Exercise goal: Give back exactly the lines that run from the beginning of the entries to the line containing "The candidate date.", both included, and nothing else.

-- Data records follows --

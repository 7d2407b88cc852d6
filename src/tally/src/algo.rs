//! Rank dates by how many people can make them.
//!
//! # Scoring
//!
//! 1. Every date marked unavailable by *anyone* is vetoed.
//! 1. Every remaining date scores one point per person who marked it available.
//! 1. Dates are sorted by score, highest first.
//!
//! A veto is absolute: a date one person cannot make is dropped entirely, no
//! matter how many others can.
//!
//! Equal scores keep the order in which the dates were first counted, which
//! walks people in order of their first pick and each person's available
//! dates in the order they were marked.

use crate::data::{DateId, Directory};
use indexmap::IndexMap;
use rustc_hash::{FxBuildHasher, FxHashSet};
use serde::{Deserialize, Serialize};

/// A date together with the number of people who can make it.
#[derive(Debug, Clone, Copy, PartialEq, Eq, Hash, Serialize, Deserialize)]
pub struct ScoreEntry {
    /// The candidate date.
    pub date: DateId,
    /// Number of people who marked it available.
    pub score: u32,
}

/// Rank every date that at least one person can make and nobody can't.
///
/// Empty when no date qualifies, including when nobody has picked anything.
///
/// See [module-level documentation](crate::algo) for the rules.
pub fn compute_best_dates(directory: &Directory) -> Vec<ScoreEntry> {
    let vetoed = directory
        .iter()
        .flat_map(|(_, record)| record.unavailable())
        .copied()
        .collect::<FxHashSet<DateId>>();

    let mut scores = IndexMap::<DateId, u32, FxBuildHasher>::default();
    for date in directory
        .iter()
        .flat_map(|(_, record)| record.available())
        .filter(|date| !vetoed.contains(date))
    {
        *scores.entry(*date).or_default() += 1;
    }

    let mut ranked = scores
        .into_iter()
        .map(|(date, score)| ScoreEntry { date, score })
        .collect::<Vec<_>>();

    // stable: ties stay in first-counted order
    ranked.sort_by_key(|entry| std::cmp::Reverse(entry.score));

    log::debug!(
        "{} vetoed, {} candidate date(s) from {} people",
        vetoed.len(),
        ranked.len(),
        directory.len()
    );

    ranked
}
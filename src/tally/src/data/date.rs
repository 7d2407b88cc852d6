//! See [`DateId`]

use crate::error::ValidationError;
use chrono::prelude::*;
use serde::{Deserialize, Serialize, de::Visitor};

const DATE_LEN: usize = "YYYY-MM-DD".len();

/// The only accepted textual form of a [`DateId`].
pub const DATE_FORMAT: &str = "%Y-%m-%d";

/// A calendar day, used as the key for every selection and score.
///
/// Written as `YYYY-MM-DD` with zero-padded month and day. Parsing is strict:
/// a string is accepted only if it is exactly what [`Display`](std::fmt::Display)
/// would print for that day, so each day has one and only one spelling.
#[derive(Debug, Clone, Copy, PartialEq, Eq, PartialOrd, Ord, Hash)]
pub struct DateId(NaiveDate);

impl DateId {
    /// Wrap a [`NaiveDate`].
    #[inline]
    pub const fn new(date: NaiveDate) -> Self {
        Self(date)
    }

    /// [`None`] if the year, month (1-based) and day do not form a real date.
    #[inline]
    pub fn from_ymd(year: i32, month: u32, day: u32) -> Option<Self> {
        NaiveDate::from_ymd_opt(year, month, day).map(Self)
    }

    /// The wrapped [`NaiveDate`].
    #[inline]
    pub const fn date(self) -> NaiveDate {
        self.0
    }
}

impl From<NaiveDate> for DateId {
    #[inline]
    fn from(date: NaiveDate) -> Self {
        Self(date)
    }
}

impl std::ops::Deref for DateId {
    type Target = NaiveDate;

    #[inline]
    fn deref(&self) -> &Self::Target {
        &self.0
    }
}

impl std::fmt::Display for DateId {
    fn fmt(&self, f: &mut std::fmt::Formatter<'_>) -> std::fmt::Result {
        write!(f, "{}", self.0.format(DATE_FORMAT))
    }
}

impl std::str::FromStr for DateId {
    type Err = ValidationError;

    fn from_str(s: &str) -> Result<Self, Self::Err> {
        let malformed = || ValidationError::MalformedDate {
            input: s.to_string(),
        };
        // four-digit years only; chrono would also take `+10000` or `-0001`
        if s.len() != DATE_LEN || !s.starts_with(|c: char| c.is_ascii_digit()) {
            return Err(malformed());
        }
        let id = NaiveDate::parse_from_str(s, DATE_FORMAT)
            .map(Self)
            .map_err(|_| malformed())?;
        // chrono tolerates unpadded fields; the key must not
        if id.to_string() == s {
            Ok(id)
        } else {
            Err(malformed())
        }
    }
}

impl Serialize for DateId {
    fn serialize<S>(&self, serializer: S) -> Result<S::Ok, S::Error>
    where
        S: serde::Serializer,
    {
        serializer.collect_str(self)
    }
}

impl<'de> Deserialize<'de> for DateId {
    fn deserialize<D>(deserializer: D) -> Result<Self, D::Error>
    where
        D: serde::Deserializer<'de>,
    {
        struct DateIdVisitor;

        impl Visitor<'_> for DateIdVisitor {
            type Value = DateId;

            fn expecting(&self, formatter: &mut std::fmt::Formatter) -> std::fmt::Result {
                formatter.write_str("a date formatted as YYYY-MM-DD")
            }

            fn visit_str<E>(self, v: &str) -> Result<Self::Value, E>
            where
                E: serde::de::Error,
            {
                v.parse().map_err(E::custom)
            }
        }

        deserializer.deserialize_str(DateIdVisitor)
    }
}
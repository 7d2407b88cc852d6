//! The days people can pick from, laid out as month grids.
//!
//! Weeks start on Monday. Each month begins with enough blank cells that its
//! first day lands under the right weekday column.

use crate::data::DateId;
use chrono::prelude::*;
use smallvec::SmallVec;

/// One pickable day.
#[derive(Debug, Clone, Copy, PartialEq, Eq, Hash)]
pub struct DayCell {
    /// Key used when this day is picked.
    pub date: DateId,
    /// Day of the month, as shown in the cell.
    pub label: u32,
}

/// Every day of one month, ready to be laid out in a 7-column grid.
#[derive(Debug, Clone, PartialEq, Eq)]
pub struct MonthGrid {
    /// The year shown in the header.
    pub year: i32,
    /// The month shown in the header.
    pub month: Month,
    /// Blank cells before the first day (0 when the month starts on a Monday).
    pub leading_blanks: usize,
    /// Day cells in order, first to last.
    pub days: Vec<DayCell>,
}

impl MonthGrid {
    /// Whether `date` is one of this month's cells.
    pub fn contains(&self, date: &DateId) -> bool {
        date.year() == self.year
            && date.month() == self.month.number_from_month()
            && self.days.iter().any(|cell| cell.date == *date)
    }
}

/// Convert a zero-based month index (0 = January) into a [`Month`].
///
/// [`None`] if `index` is not in `0..12`.
pub fn month_from_index(index: u32) -> Option<Month> {
    u8::try_from(index)
        .ok()?
        .checked_add(1)
        .and_then(|number| Month::try_from(number).ok())
}

/// Lay out every day of `month` in `year`.
///
/// A year outside the range [`NaiveDate`] can represent produces a grid with
/// no days.
pub fn generate_month(year: i32, month: Month) -> MonthGrid {
    let Some(first) = NaiveDate::from_ymd_opt(year, month.number_from_month(), 1) else {
        log::warn!("{} {year} cannot be represented; leaving it empty", month.name());
        return MonthGrid {
            year,
            month,
            leading_blanks: 0,
            days: Vec::new(),
        };
    };

    let days = first
        .iter_days()
        .take_while(|date| date.month() == first.month())
        .map(|date| DayCell {
            date: DateId::new(date),
            label: date.day(),
        })
        .collect::<Vec<_>>();

    MonthGrid {
        year,
        month,
        leading_blanks: first.weekday().num_days_from_monday() as usize,
        days,
    }
}

/// The months on offer, in display order.
#[derive(Debug, Clone, PartialEq, Eq)]
pub struct Calendar {
    months: SmallVec<[MonthGrid; 2]>,
}

impl Calendar {
    /// Lay out each of `months` in `year`, in the order given.
    pub fn new<I>(year: i32, months: I) -> Self
    where
        I: IntoIterator<Item = Month>,
    {
        Self {
            months: months
                .into_iter()
                .map(|month| generate_month(year, month))
                .collect(),
        }
    }

    /// The month grids, in display order.
    #[inline]
    pub fn months(&self) -> &[MonthGrid] {
        &self.months
    }

    /// Every day cell of every month, in display order.
    pub fn days(&self) -> impl Iterator<Item = &DayCell> + '_ {
        self.months.iter().flat_map(|grid| grid.days.iter())
    }

    /// Whether `date` is a day on this calendar.
    pub fn contains(&self, date: &DateId) -> bool {
        self.months.iter().any(|grid| grid.contains(date))
    }
}
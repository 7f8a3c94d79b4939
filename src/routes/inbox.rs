use axum::{
    extract::{Path, Query, State},
    http::StatusCode,
    Json,
};
use diesel::prelude::*;
use serde::{Deserialize, Serialize};
use tracing::info;
use uuid::Uuid;

use crate::auth::AuthenticatedUser;
use crate::error::{AppError, AppResult};
use crate::inbox::{
    deliver, list_inbox, list_sent, mark_all_read, mark_read, unread_count, Delivery, Reader,
    KIND_MESSAGE, KIND_NOTIFICATION,
};
use crate::models::{InboxItem, SUBJECT_MAX_CHARS};
use crate::requests::clamp_limit;
use crate::schema::users;
use crate::state::AppState;
use crate::utils::{check_max_chars, to_iso};

#[derive(Serialize)]
pub struct InboxItemResponse {
    pub id: Uuid,
    pub kind: String,
    pub sender_id: Option<Uuid>,
    pub recipient_id: Option<Uuid>,
    pub subject: String,
    pub body: String,
    pub link: Option<String>,
    pub read: bool,
    pub read_at: Option<String>,
    pub created_at: String,
}

impl From<InboxItem> for InboxItemResponse {
    fn from(item: InboxItem) -> Self {
        Self {
            id: item.id,
            kind: item.kind,
            sender_id: item.sender_id,
            recipient_id: item.recipient_id,
            subject: item.subject,
            body: item.body,
            link: item.link,
            read: item.read,
            read_at: item.read_at.map(to_iso),
            created_at: to_iso(item.created_at),
        }
    }
}

#[derive(Serialize)]
pub struct UnreadCountResponse {
    pub count: i64,
}

#[derive(Serialize)]
pub struct MarkAllReadResponse {
    pub updated: usize,
}

fn reader(user: &AuthenticatedUser) -> Reader {
    Reader {
        user_id: user.user_id,
        office: user.is_staff(),
    }
}

#[derive(Deserialize)]
pub struct InboxQuery {
    #[serde(rename = "box")]
    pub mailbox: Option<String>,
    #[serde(default)]
    pub unread: bool,
    pub limit: Option<i64>,
}

pub async fn list_messages(
    State(state): State<AppState>,
    user: AuthenticatedUser,
    Query(params): Query<InboxQuery>,
) -> AppResult<Json<Vec<InboxItemResponse>>> {
    let limit = clamp_limit(params.limit);
    let mut conn = state.db()?;
    let items = match params.mailbox.as_deref().unwrap_or("inbox") {
        "inbox" => list_inbox(&mut conn, KIND_MESSAGE, reader(&user), params.unread, limit)?,
        "sent" => list_sent(&mut conn, user.user_id, limit)?,
        other => {
            return Err(AppError::bad_request(format!(
                "box must be inbox or sent, got {other}"
            )))
        }
    };

    Ok(Json(items.into_iter().map(InboxItemResponse::from).collect()))
}

#[derive(Deserialize)]
pub struct SendMessageRequest {
    pub recipient_id: Option<Uuid>,
    pub subject: String,
    pub body: String,
}

/// Residents write to the barangay office; staff answer a specific user.
pub async fn send_message(
    State(state): State<AppState>,
    user: AuthenticatedUser,
    Json(payload): Json<SendMessageRequest>,
) -> AppResult<(StatusCode, Json<InboxItemResponse>)> {
    let subject = payload.subject.trim();
    let body = payload.body.trim();
    if subject.is_empty() || body.is_empty() {
        return Err(AppError::bad_request("subject and body are required"));
    }
    check_max_chars("subject", subject, SUBJECT_MAX_CHARS).map_err(AppError::bad_request)?;

    let mut conn = state.db()?;
    let recipient_id = match (user.is_staff(), payload.recipient_id) {
        (false, Some(_)) => {
            return Err(AppError::bad_request(
                "residents can only message the barangay office",
            ))
        }
        (false, None) => None,
        (true, None) => return Err(AppError::bad_request("recipient_id is required")),
        (true, Some(recipient_id)) => {
            let exists: bool = diesel::select(diesel::dsl::exists(users::table.find(recipient_id)))
                .get_result(&mut conn)?;
            if !exists {
                return Err(AppError::bad_request("recipient does not exist"));
            }
            Some(recipient_id)
        }
    };

    let item = deliver(
        &mut conn,
        Delivery::message(Some(user.user_id), recipient_id, subject, body),
    )?;

    info!(
        message_id = %item.id,
        sender_id = %user.user_id,
        office = recipient_id.is_none(),
        "message sent"
    );
    Ok((StatusCode::CREATED, Json(item.into())))
}

pub async fn unread_messages(
    State(state): State<AppState>,
    user: AuthenticatedUser,
) -> AppResult<Json<UnreadCountResponse>> {
    let mut conn = state.db()?;
    let count = unread_count(&mut conn, KIND_MESSAGE, reader(&user))?;
    Ok(Json(UnreadCountResponse { count }))
}

pub async fn read_message(
    State(state): State<AppState>,
    user: AuthenticatedUser,
    Path(item_id): Path<Uuid>,
) -> AppResult<StatusCode> {
    mark_one(&state, &user, KIND_MESSAGE, item_id)
}

#[derive(Deserialize)]
pub struct NotificationQuery {
    #[serde(default)]
    pub unread: bool,
    pub limit: Option<i64>,
}

pub async fn list_notifications(
    State(state): State<AppState>,
    user: AuthenticatedUser,
    Query(params): Query<NotificationQuery>,
) -> AppResult<Json<Vec<InboxItemResponse>>> {
    let mut conn = state.db()?;
    let items = list_inbox(
        &mut conn,
        KIND_NOTIFICATION,
        reader(&user),
        params.unread,
        clamp_limit(params.limit),
    )?;
    Ok(Json(items.into_iter().map(InboxItemResponse::from).collect()))
}

pub async fn unread_notifications(
    State(state): State<AppState>,
    user: AuthenticatedUser,
) -> AppResult<Json<UnreadCountResponse>> {
    let mut conn = state.db()?;
    let count = unread_count(&mut conn, KIND_NOTIFICATION, reader(&user))?;
    Ok(Json(UnreadCountResponse { count }))
}

pub async fn read_notification(
    State(state): State<AppState>,
    user: AuthenticatedUser,
    Path(item_id): Path<Uuid>,
) -> AppResult<StatusCode> {
    mark_one(&state, &user, KIND_NOTIFICATION, item_id)
}

pub async fn read_all_notifications(
    State(state): State<AppState>,
    user: AuthenticatedUser,
) -> AppResult<Json<MarkAllReadResponse>> {
    let mut conn = state.db()?;
    let updated = mark_all_read(&mut conn, KIND_NOTIFICATION, reader(&user))?;
    Ok(Json(MarkAllReadResponse { updated }))
}

fn mark_one(
    state: &AppState,
    user: &AuthenticatedUser,
    kind: &'static str,
    item_id: Uuid,
) -> AppResult<StatusCode> {
    let mut conn = state.db()?;
    if mark_read(&mut conn, kind, reader(user), item_id)? {
        Ok(StatusCode::NO_CONTENT)
    } else {
        Err(AppError::not_found())
    }
}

-- Data records concluded --

Output of the exercise:
repository 7d2407b88cc852d6
filename src/tally/src/algo.rs
//! Rank dates by how many people can make them.
//!
//! # Scoring
//!
//! 1. Every date marked unavailable by *anyone* is vetoed.
//! 1. Every remaining date scores one point per person who marked it available.
//! 1. Dates are sorted by score, highest first.
//!
//! A veto is absolute: a date one person cannot make is dropped entirely, no
//! matter how many others can.
//!
//! Equal scores keep the order in which the dates were first counted, which
//! walks people in order of their first pick and each person's available
//! dates in the order they were marked.

use crate::data::{DateId, Directory};
use indexmap::IndexMap;
use rustc_hash::{FxBuildHasher, FxHashSet};
use serde::{Deserialize, Serialize};

/// A date together with the number of people who can make it.
#[derive(Debug, Clone, Copy, PartialEq, Eq, Hash, Serialize, Deserialize)]
pub struct ScoreEntry {
    /// The candidate date.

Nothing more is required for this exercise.